**Required work:**
From the listing below, copy each line that holds "snapshot".

┌─ Supplied records

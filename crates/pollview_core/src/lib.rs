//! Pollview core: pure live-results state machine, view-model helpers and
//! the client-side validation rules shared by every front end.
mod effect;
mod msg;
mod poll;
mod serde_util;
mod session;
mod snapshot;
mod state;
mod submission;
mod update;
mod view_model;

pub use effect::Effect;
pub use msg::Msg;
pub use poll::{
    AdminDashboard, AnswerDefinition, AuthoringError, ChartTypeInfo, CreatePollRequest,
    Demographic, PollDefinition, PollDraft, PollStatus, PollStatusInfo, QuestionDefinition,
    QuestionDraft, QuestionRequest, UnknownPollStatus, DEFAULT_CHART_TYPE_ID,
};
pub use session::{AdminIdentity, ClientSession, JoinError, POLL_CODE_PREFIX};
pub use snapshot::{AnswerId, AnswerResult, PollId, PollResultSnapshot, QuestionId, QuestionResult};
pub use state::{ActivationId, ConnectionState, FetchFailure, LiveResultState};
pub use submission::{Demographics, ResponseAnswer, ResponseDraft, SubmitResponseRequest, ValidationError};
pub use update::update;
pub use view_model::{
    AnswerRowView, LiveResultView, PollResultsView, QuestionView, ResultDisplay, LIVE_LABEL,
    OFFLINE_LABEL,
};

└─

**Final answer:**
mod snapshot;
pub use snapshot::{AnswerId, AnswerResult, PollId, PollResultSnapshot, QuestionId, QuestionResult};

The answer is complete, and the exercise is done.